May 18, 2017


Initial Target
Storm Intercepts
Greensburg, KS
Dodge City, KS 10:40 AM 5/18/2017
Wichita, KS 8:39 PM 5/18/2017
Great Bend, KS
0 mph
Tornado, Shelf Cloud


High shear, high cape triple point/warm front play in central Kansas. Targeted Greensburg for midafternoon tornadic supercells, intercepting tornado warned storm near Great Bend, KS. Missed initial tornado, but noted intermittent, weak multi-vortex tornado on beastly supercell west of town. Storm soon gusted out with large shelf cloud.

Crew and Equipment

Chase partners: Jennifer Brindley Ubl, Anton Seimon, Tracie Seimon, John Allen, Rose Allen. Equipment: Sony FDR-AX100, Canon 60D.
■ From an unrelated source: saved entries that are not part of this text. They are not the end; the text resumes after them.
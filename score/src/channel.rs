//! Output channels: where notes go to be heard.
//!
//! Times at this layer are seconds (`1.0 == 1 s`); strengths are `0.0-1.0`.
//! [`MidiChannel`] converts both into what the bridge wants (nanoseconds
//! and velocity 0-127).

use thiserror::Error;
use tonality::Tone;

use host_midi::{
    MidiError, CONTROL_ALL_NOTES_OFF, CONTROL_CHANGE, NOTE_OFF, NOTE_ON,
};

/// Errors while pushing notes into a channel.
#[derive(Debug, Clone, PartialEq, Eq, Error)]
pub enum ChannelError {
    #[error(transparent)]
    Midi(#[from] MidiError),
}

// ════════════════════════════════════════════════════════════════════════════
// Channel — the playback trait
// ════════════════════════════════════════════════════════════════════════════

/// Anything that can sound notes at given times.
pub trait Channel {
    /// Begin sounding `tone` at `time` seconds with `strength` in `[0, 1]`.
    fn note_on(&mut self, time: f64, tone: Tone, strength: f64) -> Result<(), ChannelError>;

    /// Stop sounding `tone` at `time` seconds.
    fn note_off(&mut self, time: f64, tone: Tone, strength: f64) -> Result<(), ChannelError>;

    /// Sound `tone` from `start` until `end`.
    fn play_note(
        &mut self,
        start:    f64,
        end:      f64,
        tone:     Tone,
        strength: f64,
    ) -> Result<(), ChannelError> {
        self.note_on(start, tone, strength)?;
        self.note_off(end, tone, strength)
    }

    /// The channel's current time in seconds.
    fn now(&self) -> f64;
}

impl<C: Channel + ?Sized> Channel for Box<C> {
    fn note_on(&mut self, time: f64, tone: Tone, strength: f64) -> Result<(), ChannelError> {
        (**self).note_on(time, tone, strength)
    }

    fn note_off(&mut self, time: f64, tone: Tone, strength: f64) -> Result<(), ChannelError> {
        (**self).note_off(time, tone, strength)
    }

    fn play_note(
        &mut self,
        start:    f64,
        end:      f64,
        tone:     Tone,
        strength: f64,
    ) -> Result<(), ChannelError> {
        (**self).play_note(start, end, tone, strength)
    }

    fn now(&self) -> f64 {
        (**self).now()
    }
}

// ════════════════════════════════════════════════════════════════════════════
// ConsoleChannel — the simple-stupid way to see notes
// ════════════════════════════════════════════════════════════════════════════

/// Prints events instead of sounding them.
///
/// Its clock is a paper clock: `now()` reports the time of the most recent
/// event, so sequenced playback through it never waits on real time.
#[derive(Debug, Default)]
pub struct ConsoleChannel {
    clock: f64,
}

impl ConsoleChannel {
    pub fn new() -> ConsoleChannel {
        ConsoleChannel { clock: 0.0 }
    }
}

impl Channel for ConsoleChannel {
    fn note_on(&mut self, time: f64, tone: Tone, strength: f64) -> Result<(), ChannelError> {
        println!("{:.6} note_on  {} {:.2}", time, tone, strength);
        self.clock = time;
        Ok(())
    }

    fn note_off(&mut self, time: f64, tone: Tone, strength: f64) -> Result<(), ChannelError> {
        println!("{:.6} note_off {} {:.2}", time, tone, strength);
        self.clock = time;
        Ok(())
    }

    fn now(&self) -> f64 {
        self.clock
    }
}

// ════════════════════════════════════════════════════════════════════════════
// MidiChannel — notes onto the virtual MIDI source
// ════════════════════════════════════════════════════════════════════════════

const NANOS_PER_SECOND: f64 = 1_000_000_000.0;

/// Nanoseconds shaved off every note-off so back-to-back notes on the same
/// pitch stay distinct for the listener.
const NOTE_OFF_GUARD_NS: u64 = 1;

/// Emits raw bridge events; tests substitute a recorder.
trait EventSink {
    fn emit(
        &mut self,
        time_ns: u64,
        event:   u8,
        channel: u8,
        data0:   u8,
        data1:   u8,
    ) -> Result<(), MidiError>;

    fn now_ns(&self) -> u64;
}

/// The process-wide `host_midi` bridge.
struct BridgeSink;

impl EventSink for BridgeSink {
    fn emit(
        &mut self,
        time_ns: u64,
        event:   u8,
        channel: u8,
        data0:   u8,
        data1:   u8,
    ) -> Result<(), MidiError> {
        host_midi::send_midi_event(time_ns, event, channel, data0, data1)
    }

    fn now_ns(&self) -> u64 {
        host_midi::now()
    }
}

fn seconds_to_nanos(time: f64) -> u64 {
    (time * NANOS_PER_SECOND) as u64
}

fn strength_to_velocity(strength: f64) -> u8 {
    assert!(
        (0.0..=1.0).contains(&strength),
        "strength must be within 0.0-1.0"
    );
    (127.0 * strength) as u8
}

/// Sounds notes on one MIDI channel of the process-wide virtual source.
///
/// Construction sends an innocuous note-off so that endpoint registration
/// problems surface immediately rather than mid-performance.
pub struct MidiChannel {
    sink:    Box<dyn EventSink>,
    channel: u8,
}

impl MidiChannel {
    /// Channel on the shared virtual source; `channel` is the MIDI channel
    /// id 0-14.
    pub fn new(channel: u8) -> Result<MidiChannel, ChannelError> {
        MidiChannel::over(Box::new(BridgeSink), channel)
    }

    fn over(sink: Box<dyn EventSink>, channel: u8) -> Result<MidiChannel, ChannelError> {
        let mut chn = MidiChannel { sink, channel };
        let t = chn.sink.now_ns();
        chn.sink.emit(t, NOTE_OFF, chn.channel, 0, 0)?;
        log::debug!("midi channel {} ready", channel);
        Ok(chn)
    }

    /// The MIDI channel id this channel plays on.
    pub fn channel_id(&self) -> u8 {
        self.channel
    }

    /// Silence every sounding note on this channel, effective immediately.
    pub fn all_notes_off(&mut self) -> Result<(), ChannelError> {
        let t = self.sink.now_ns();
        self.sink
            .emit(t, CONTROL_CHANGE, self.channel, CONTROL_ALL_NOTES_OFF, 0)?;
        Ok(())
    }
}

impl Channel for MidiChannel {
    fn note_on(&mut self, time: f64, tone: Tone, strength: f64) -> Result<(), ChannelError> {
        self.sink.emit(
            seconds_to_nanos(time),
            NOTE_ON,
            self.channel,
            tone.index(),
            strength_to_velocity(strength),
        )?;
        Ok(())
    }

    fn note_off(&mut self, time: f64, tone: Tone, strength: f64) -> Result<(), ChannelError> {
        let t = seconds_to_nanos(time).saturating_sub(NOTE_OFF_GUARD_NS);
        self.sink.emit(
            t,
            NOTE_OFF,
            self.channel,
            tone.index(),
            strength_to_velocity(strength),
        )?;
        Ok(())
    }

    fn now(&self) -> f64 {
        self.sink.now_ns() as f64 / NANOS_PER_SECOND
    }
}

// ════════════════════════════════════════════════════════════════════════════
// Tests
// ════════════════════════════════════════════════════════════════════════════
Team Turtle (Skip and Jenn) Forecast:

“Turtle is in Dodge City for the night. We found better options for dinner and lodging here and wanted to mosey a little closer to where the triple point was forecast to be. I'm a sucker for that triple point play. Would love to see a storm fire just sw of town and track toward the warm front as it lifts north. Best shear and instability combos seem like they're right around here in south central KS. I don't see much reason to drop down the dryline into OK. Lid strength index shows the cap opening rapidly between 18z and 21z with the 500s already in place so we should see fairly early initiation again. Early to mid afternoon. I'm hoping that a cell tracking to the warm front will be able to produce early on, rather than us having to wait for a more broad warm sector environment to improve with the LLJ ramping up and other diurnal effects like on Tuesday. We'll hold here until the group can hone in on a target in the morning, but I think we're all sitting pretty.”

Team Woodchuck (Anton and Tracie) Forecast:

“Thanks Turtle. The overall setup today is rather frightening, and by far the best seen during our project activities so far. Having spent the past couple of nights in Great Bend, I have this uneasiness last felt when Tracie, Tim and I hung out in El Reno awaiting convective initiation 4 years ago. Possibly the chilly pre-frontal air will hang tight here today and save them some misery, but for later today things are looking rather devastating for south and central Kansas. Team Woodchuck should be on the road before 9 am and will head towards Dodge City.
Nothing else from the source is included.